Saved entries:
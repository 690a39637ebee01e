//! Page rendering
//!
//! This module handles:
//! - The `Renderer` seam the driver fetches pages through
//! - An HTTP implementation carrying the browser-like header profile
//! - Classification of transport failures into retryable errors

use crate::RippleError;
use rand::seq::IndexedRandom;
use reqwest::header::{HeaderMap, HeaderValue, ACCEPT, ACCEPT_LANGUAGE, REFERER, USER_AGENT};
use reqwest::Client;
use std::future::Future;
use std::time::Duration;
use url::Url;

/// Desktop browser user agents; one is picked per request
pub const USER_AGENTS: [&str; 5] = [
    "Mozilla/5.0 (Macintosh; Intel Mac OS X 10_15_7) AppleWebKit/537.36 (KHTML, like Gecko) Chrome/120.0.0.0 Safari/537.36",
    "Mozilla/5.0 (Windows NT 10.0; Win64; x64) AppleWebKit/537.36 (KHTML, like Gecko) Chrome/120.0.0.0 Safari/537.36",
    "Mozilla/5.0 (Macintosh; Intel Mac OS X 10_15_7) AppleWebKit/605.1.15 (KHTML, like Gecko) Version/17.1 Safari/605.1.15",
    "Mozilla/5.0 (Windows NT 10.0; Win64; x64; rv:121.0) Gecko/20100101 Firefox/121.0",
    "Mozilla/5.0 (X11; Linux x86_64) AppleWebKit/537.36 (KHTML, like Gecko) Chrome/120.0.0.0 Safari/537.36",
];

const ACCEPT_HTML: &str = "text/html,application/xhtml+xml,application/xml;q=0.9,image/webp,*/*;q=0.8";
const CLIENT_HINT_BRANDS: &str = r#""Chromium";v="120", "Not_A Brand";v="99""#;

/// A rendered page ready for extraction
#[derive(Debug, Clone)]
pub struct RenderedPage {
    /// URL after redirects
    pub final_url: Url,
    pub status: u16,
    pub html: String,
    /// How the wait for network quiescence ended
    pub settle: Settle,
}

/// How the wait for network quiescence ended
#[derive(Debug, Clone, Copy, PartialEq, Eq)]
pub enum Settle {
    /// The page stopped loading resources within the timeout
    Quiescent,

    /// The timeout elapsed first; the page is used as it is
    TimedOut,
}

/// Turns a URL into a fully rendered document
///
/// Implementations must be shareable across crawl tasks.
pub trait Renderer: Send + Sync + 'static {
    /// Navigates to `url` and returns the rendered document
    ///
    /// After navigation the renderer waits, at most `settle_timeout`, for the
    /// page's network activity to stop. Running out of time is not an error:
    /// the document is captured as it is and `settle` says so.
    fn render(
        &self,
        url: &Url,
        settle_timeout: Duration,
    ) -> impl Future<Output = Result<RenderedPage, RippleError>> + Send;
}

/// Runs `wait` for at most `timeout`
pub async fn settle_within<F>(timeout: Duration, wait: F) -> Settle
where
    F: Future<Output = ()>,
{
    match tokio::time::timeout(timeout, wait).await {
        Ok(()) => Settle::Quiescent,
        Err(_) => Settle::TimedOut,
    }
}

/// Builds the HTTP client used for page fetches
///
/// The client carries the fixed header profile; the user agent and referer
/// are set per request.
///
/// # Arguments
///
/// * `navigation_timeout` - Upper bound on one whole HTTP exchange
///
/// # Returns
///
/// * `Ok(Client)` - Successfully built HTTP client
/// * `Err(reqwest::Error)` - Failed to build client
pub fn build_http_client(navigation_timeout: Duration) -> Result<Client, reqwest::Error> {
    let mut headers = HeaderMap::new();
    headers.insert(ACCEPT_LANGUAGE, HeaderValue::from_static("en-US,en;q=0.9"));
    headers.insert(ACCEPT, HeaderValue::from_static(ACCEPT_HTML));
    headers.insert("sec-ch-ua", HeaderValue::from_static(CLIENT_HINT_BRANDS));
    headers.insert("sec-ch-ua-mobile", HeaderValue::from_static("?0"));
    headers.insert("sec-ch-ua-platform", HeaderValue::from_static(r#""macOS""#));

    Client::builder()
        .default_headers(headers)
        .timeout(navigation_timeout)
        .connect_timeout(Duration::from_secs(10))
        .gzip(true)
        .brotli(true)
        .build()
}

/// Picks one of [`USER_AGENTS`] uniformly at random
pub fn random_user_agent() -> &'static str {
    USER_AGENTS
        .choose(&mut rand::rng())
        .copied()
        .unwrap_or(USER_AGENTS[0])
}

/// Renders pages with plain HTTP GET requests
pub struct HttpRenderer {
    client: Client,
    referer: String,
}

impl HttpRenderer {
    /// Creates a renderer whose requests present `origin` as the referer
    pub fn new(origin: &Url, navigation_timeout: Duration) -> Result<Self, RippleError> {
        let client = build_http_client(navigation_timeout).map_err(|source| RippleError::Http {
            url: origin.to_string(),
            source,
        })?;

        Ok(Self {
            client,
            referer: origin.join("/")?.to_string(),
        })
    }
}

impl Renderer for HttpRenderer {
    /// A plain fetch has no background activity, so the page is quiescent
    /// as soon as the body is read.
    async fn render(&self, url: &Url, _settle_timeout: Duration) -> Result<RenderedPage, RippleError> {
        let response = self
            .client
            .get(url.clone())
            .header(USER_AGENT, random_user_agent())
            .header(REFERER, self.referer.as_str())
            .send()
            .await
            .map_err(|e| classify_transport_error(url, e))?;

        let status = response.status();
        let final_url = response.url().clone();

        if !status.is_success() {
            return Err(RippleError::HttpStatus {
                url: url.to_string(),
                status: status.as_u16(),
            });
        }

        let html = response
            .text()
            .await
            .map_err(|e| classify_transport_error(url, e))?;

        Ok(RenderedPage {
            final_url,
            status: status.as_u16(),
            html,
            settle: Settle::Quiescent,
        })
    }
}

fn classify_transport_error(url: &Url, error: reqwest::Error) -> RippleError {
    if error.is_timeout() {
        RippleError::Timeout {
            url: url.to_string(),
        }
    } else {
        RippleError::Http {
            url: url.to_string(),
            source: error,
        }
    }
}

● Task brief
The whole of the data must be given back word for word.

● Final answer
repository 690a39637ebee01e
//! Page rendering
//!
//! This module handles:
//! - The `Renderer` seam the driver fetches pages through
//! - An HTTP implementation carrying the browser-like header profile
//! - Classification of transport failures into retryable errors

use crate::RippleError;
use rand::seq::IndexedRandom;
use reqwest::header::{HeaderMap, HeaderValue, ACCEPT, ACCEPT_LANGUAGE, REFERER, USER_AGENT};
use reqwest::Client;
use std::future::Future;
use std::time::Duration;
use url::Url;

/// Desktop browser user agents; one is picked per request
pub const USER_AGENTS: [&str; 5] = [
    "Mozilla/5.0 (Macintosh; Intel Mac OS X 10_15_7) AppleWebKit/537.36 (KHTML, like Gecko) Chrome/120.0.0.0 Safari/537.36",
    "Mozilla/5.0 (Windows NT 10.0; Win64; x64) AppleWebKit/537.36 (KHTML, like Gecko) Chrome/120.0.0.0 Safari/537.36",
    "Mozilla/5.0 (Macintosh; Intel Mac OS X 10_15_7) AppleWebKit/605.1.15 (KHTML, like Gecko) Version/17.1 Safari/605.1.15",
    "Mozilla/5.0 (Windows NT 10.0; Win64; x64; rv:121.0) Gecko/20100101 Firefox/121.0",
    "Mozilla/5.0 (X11; Linux x86_64) AppleWebKit/537.36 (KHTML, like Gecko) Chrome/120.0.0.0 Safari/537.36",
];

const ACCEPT_HTML: &str = "text/html,application/xhtml+xml,application/xml;q=0.9,image/webp,*/*;q=0.8";
const CLIENT_HINT_BRANDS: &str = r#""Chromium";v="120", "Not_A Brand";v="99""#;

/// A rendered page ready for extraction
#[derive(Debug, Clone)]
pub struct RenderedPage {
    /// URL after redirects
    pub final_url: Url,
    pub status: u16,
    pub html: String,
    /// How the wait for network quiescence ended
    pub settle: Settle,
}

/// How the wait for network quiescence ended
#[derive(Debug, Clone, Copy, PartialEq, Eq)]
pub enum Settle {
    /// The page stopped loading resources within the timeout
    Quiescent,

    /// The timeout elapsed first; the page is used as it is
    TimedOut,
}

/// Turns a URL into a fully rendered document
///
/// Implementations must be shareable across crawl tasks.
pub trait Renderer: Send + Sync + 'static {
    /// Navigates to `url` and returns the rendered document
    ///
    /// After navigation the renderer waits, at most `settle_timeout`, for the
    /// page's network activity to stop. Running out of time is not an error:
    /// the document is captured as it is and `settle` says so.
    fn render(
        &self,
        url: &Url,
        settle_timeout: Duration,
    ) -> impl Future<Output = Result<RenderedPage, RippleError>> + Send;
}

/// Runs `wait` for at most `timeout`
pub async fn settle_within<F>(timeout: Duration, wait: F) -> Settle
where
    F: Future<Output = ()>,
{
    match tokio::time::timeout(timeout, wait).await {
        Ok(()) => Settle::Quiescent,
        Err(_) => Settle::TimedOut,
    }
}

/// Builds the HTTP client used for page fetches
///
/// The client carries the fixed header profile; the user agent and referer
/// are set per request.
///
/// # Arguments
///
/// * `navigation_timeout` - Upper bound on one whole HTTP exchange
///
/// # Returns
///
/// * `Ok(Client)` - Successfully built HTTP client
/// * `Err(reqwest::Error)` - Failed to build client
pub fn build_http_client(navigation_timeout: Duration) -> Result<Client, reqwest::Error> {
    let mut headers = HeaderMap::new();
    headers.insert(ACCEPT_LANGUAGE, HeaderValue::from_static("en-US,en;q=0.9"));
    headers.insert(ACCEPT, HeaderValue::from_static(ACCEPT_HTML));
    headers.insert("sec-ch-ua", HeaderValue::from_static(CLIENT_HINT_BRANDS));
    headers.insert("sec-ch-ua-mobile", HeaderValue::from_static("?0"));
    headers.insert("sec-ch-ua-platform", HeaderValue::from_static(r#""macOS""#));

    Client::builder()
        .default_headers(headers)
        .timeout(navigation_timeout)
        .connect_timeout(Duration::from_secs(10))
        .gzip(true)
        .brotli(true)
        .build()
}

/// Picks one of [`USER_AGENTS`] uniformly at random
pub fn random_user_agent() -> &'static str {
    USER_AGENTS
        .choose(&mut rand::rng())
        .copied()
        .unwrap_or(USER_AGENTS[0])
}

/// Renders pages with plain HTTP GET requests
pub struct HttpRenderer {
    client: Client,
    referer: String,
}

impl HttpRenderer {
    /// Creates a renderer whose requests present `origin` as the referer
    pub fn new(origin: &Url, navigation_timeout: Duration) -> Result<Self, RippleError> {
        let client = build_http_client(navigation_timeout).map_err(|source| RippleError::Http {
            url: origin.to_string(),
            source,
        })?;

        Ok(Self {
            client,
            referer: origin.join("/")?.to_string(),
        })
    }
}

impl Renderer for HttpRenderer {
    /// A plain fetch has no background activity, so the page is quiescent
    /// as soon as the body is read.
    async fn render(&self, url: &Url, _settle_timeout: Duration) -> Result<RenderedPage, RippleError> {
        let response = self
            .client
            .get(url.clone())
            .header(USER_AGENT, random_user_agent())
            .header(REFERER, self.referer.as_str())
            .send()
            .await
            .map_err(|e| classify_transport_error(url, e))?;

        let status = response.status();
        let final_url = response.url().clone();

        if !status.is_success() {
            return Err(RippleError::HttpStatus {
                url: url.to_string(),
                status: status.as_u16(),
            });
        }

        let html = response
            .text()
            .await
            .map_err(|e| classify_transport_error(url, e))?;

        Ok(RenderedPage {
            final_url,
            status: status.as_u16(),
            html,
            settle: Settle::Quiescent,
        })
    }
}

fn classify_transport_error(url: &Url, error: reqwest::Error) -> RippleError {
    if error.is_timeout() {
        RippleError::Timeout {
            url: url.to_string(),
        }
    } else {
        RippleError::Http {
            url: url.to_string(),
            source: error,
        }
    }
}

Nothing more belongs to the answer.